** Opening INFORMATION SHOWN block **

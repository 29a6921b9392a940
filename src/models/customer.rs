//! Customer data models.

use chrono::NaiveDate;
use serde::{Deserialize, Serialize};

/// Represents a customer record from the database.
#[derive(Debug, Clone, sqlx::FromRow, Serialize)]
pub struct Customer {
    pub id: i64,
    pub first_name: String,
    pub last_name: String,
    pub email_address: String,
    pub phone_number: String,
    pub address: Option<String>,
    pub date_of_birth: NaiveDate,
    pub nin: String,
    pub rib: String,
}

/// Request body for creating a customer.
#[derive(Debug, Deserialize)]
pub struct CreateCustomerRequest {
    pub first_name: String,
    pub last_name: String,
    pub email_address: String,
    pub phone_number: String,
    pub address: Option<String>,
    pub date_of_birth: NaiveDate,
    pub nin: String,
    pub rib: String,
}
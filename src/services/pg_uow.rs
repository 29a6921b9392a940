//! PostgreSQL unit of work backing the transfer executor.
//!
//! One [`PgTransferUow`] wraps one open sqlx transaction. `SELECT ... FOR
//! UPDATE` holds both account rows until commit, so no reader observes a
//! partially applied transfer. Dropping the value without commit rolls the
//! transaction back (sqlx drop semantics).

use crate::db::DbPool;
use crate::services::transfer::{AccountView, NewLedgerEntry, StoreError, TransferUow};
use async_trait::async_trait;
use rust_decimal::Decimal;
use sqlx::Postgres;

pub struct PgTransferUow {
    tx: Option<sqlx::Transaction<'static, Postgres>>,
}

impl PgTransferUow {
    /// Open a database transaction for one transfer.
    pub async fn begin(pool: &DbPool) -> Result<Self, StoreError> {
        let tx = pool.begin().await?;
        Ok(Self { tx: Some(tx) })
    }

    fn tx(&mut self) -> Result<&mut sqlx::Transaction<'static, Postgres>, StoreError> {
        self.tx
            .as_mut()
            .ok_or_else(|| StoreError("unit of work already committed".to_string()))
    }
}

#[async_trait]
impl TransferUow for PgTransferUow {
    async fn lock_account(&mut self, id: i64) -> Result<Option<AccountView>, StoreError> {
        let tx = self.tx()?;
        let view = sqlx::query_as::<_, AccountView>(
            "SELECT id, balance FROM accounts WHERE id = $1 FOR UPDATE",
        )
        .bind(id)
        .fetch_optional(&mut **tx)
        .await?;
        Ok(view)
    }

    async fn apply_delta(&mut self, id: i64, delta: Decimal) -> Result<(), StoreError> {
        let tx = self.tx()?;
        sqlx::query("UPDATE accounts SET balance = balance + $1 WHERE id = $2")
            .bind(delta)
            .bind(id)
            .execute(&mut **tx)
            .await?;
        Ok(())
    }

    async fn append_entry(&mut self, entry: NewLedgerEntry) -> Result<i64, StoreError> {
        let tx = self.tx()?;
        let id: i64 = sqlx::query_scalar(
            r#"
            INSERT INTO transactions (account_id, amount, currency, entry_date, entry_type)
            VALUES ($1, $2, $3, $4, $5)
            RETURNING id
            "#,
        )
        .bind(entry.account_id)
        .bind(entry.amount)
        .bind(&entry.currency)
        .bind(entry.entry_date)
        .bind(entry.entry_type.as_str())
        .fetch_one(&mut **tx)
        .await?;
        Ok(id)
    }

    async fn commit(&mut self) -> Result<(), StoreError> {
        let tx = self
            .tx
            .take()
            .ok_or_else(|| StoreError("unit of work already committed".to_string()))?;
        tx.commit().await?;
        Ok(())
    }
}
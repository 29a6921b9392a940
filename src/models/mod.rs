//! Data models representing database entities.
//!
//! This module contains all data structures that map to database tables,
//! along with the request/response types of the JSON API.

pub mod account;
pub mod agency;
pub mod card;
pub mod contact;
pub mod customer;
pub mod loan;
pub mod session;
pub mod transaction;
pub mod user;
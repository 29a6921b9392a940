//! Public contact form handler.

use crate::{
    db::DbPool,
    error::AppError,
    models::contact::{ContactMessage, ContactRequest},
};
use axum::{Json, extract::State, http::StatusCode};

/// Store a message from the public contact form.
pub async fn create_contact_message(
    State(pool): State<DbPool>,
    Json(request): Json<ContactRequest>,
) -> Result<(StatusCode, Json<ContactMessage>), AppError> {
    let message = sqlx::query_as::<_, ContactMessage>(
        r#"
        INSERT INTO contact_messages (full_name, email_address, phone_number, message)
        VALUES ($1, $2, $3, $4)
        RETURNING id, full_name, email_address, phone_number, message
        "#,
    )
    .bind(&request.full_name)
    .bind(&request.email_address)
    .bind(&request.phone_number)
    .bind(&request.message)
    .fetch_one(&pool)
    .await?;

    Ok((StatusCode::CREATED, Json(message)))
}
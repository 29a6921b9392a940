//! Back-office user models and authentication request/response types.

use chrono::{DateTime, NaiveDate, Utc};
use serde::{Deserialize, Serialize};

/// Represents a back-office user record from the database.
///
/// The password is stored as a SHA-256 hex digest in `password_hash`; the
/// plaintext never touches the database.
#[derive(Debug, Clone, sqlx::FromRow)]
pub struct User {
    pub id: i64,
    pub username: String,
    pub password_hash: String,
    pub email_address: String,
    pub first_name: Option<String>,
    pub last_name: Option<String>,
    pub date_of_birth: Option<NaiveDate>,
    pub address: Option<String>,
    pub phone_number: Option<String>,
    pub nin: Option<String>,
    pub rib: Option<String>,
    pub agency_id: Option<i64>,
    pub registration_date: DateTime<Utc>,
}

/// Request body for creating a user.
#[derive(Debug, Deserialize)]
pub struct SignupRequest {
    pub username: String,
    pub password: String,
    pub email_address: String,
    pub date_of_birth: NaiveDate,
    pub first_name: Option<String>,
    pub last_name: Option<String>,
    pub address: Option<String>,
    pub phone_number: Option<String>,
    pub nin: Option<String>,
    pub rib: Option<String>,
    pub agency_id: Option<i64>,
}

/// Request body for logging in.
#[derive(Debug, Deserialize)]
pub struct LoginRequest {
    pub email_address: String,
    pub password: String,
}

/// Response body for a successful login.
///
/// The token is returned once and stored only as a hash; clients present it
/// as `Authorization: Bearer <token>` on subsequent requests.
#[derive(Debug, Serialize)]
pub struct LoginResponse {
    pub message: String,
    pub token: String,
}

/// User representation returned to clients (no password hash).
#[derive(Debug, Serialize)]
pub struct UserResponse {
    pub id: i64,
    pub username: String,
    pub email_address: String,
    pub first_name: Option<String>,
    pub last_name: Option<String>,
    pub date_of_birth: Option<NaiveDate>,
    pub address: Option<String>,
    pub phone_number: Option<String>,
    pub nin: Option<String>,
    pub rib: Option<String>,
    pub agency_id: Option<i64>,
    pub registration_date: DateTime<Utc>,
}

impl From<User> for UserResponse {
    fn from(user: User) -> Self {
        Self {
            id: user.id,
            username: user.username,
            email_address: user.email_address,
            first_name: user.first_name,
            last_name: user.last_name,
            date_of_birth: user.date_of_birth,
            address: user.address,
            phone_number: user.phone_number,
            nin: user.nin,
            rib: user.rib,
            agency_id: user.agency_id,
            registration_date: user.registration_date,
        }
    }
}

** Closing INFORMATION SHOWN block **

**WORK ITEM**: Beginning with the first line above, could you copy every line exactly, up to and including the one with "the transfer executor."?

**RESULT OF THIS EXERCISE**:
repository 29a6921b9392a940
filename src/models/customer.rs
//! Customer data models.

use chrono::NaiveDate;
use serde::{Deserialize, Serialize};

/// Represents a customer record from the database.
#[derive(Debug, Clone, sqlx::FromRow, Serialize)]
pub struct Customer {
    pub id: i64,
    pub first_name: String,
    pub last_name: String,
    pub email_address: String,
    pub phone_number: String,
    pub address: Option<String>,
    pub date_of_birth: NaiveDate,
    pub nin: String,
    pub rib: String,
}

/// Request body for creating a customer.
#[derive(Debug, Deserialize)]
pub struct CreateCustomerRequest {
    pub first_name: String,
    pub last_name: String,
    pub email_address: String,
    pub phone_number: String,
    pub address: Option<String>,
    pub date_of_birth: NaiveDate,
    pub nin: String,
    pub rib: String,
}
filename src/services/pg_uow.rs
repository 29a6921b9392a940
//! PostgreSQL unit of work backing the transfer executor.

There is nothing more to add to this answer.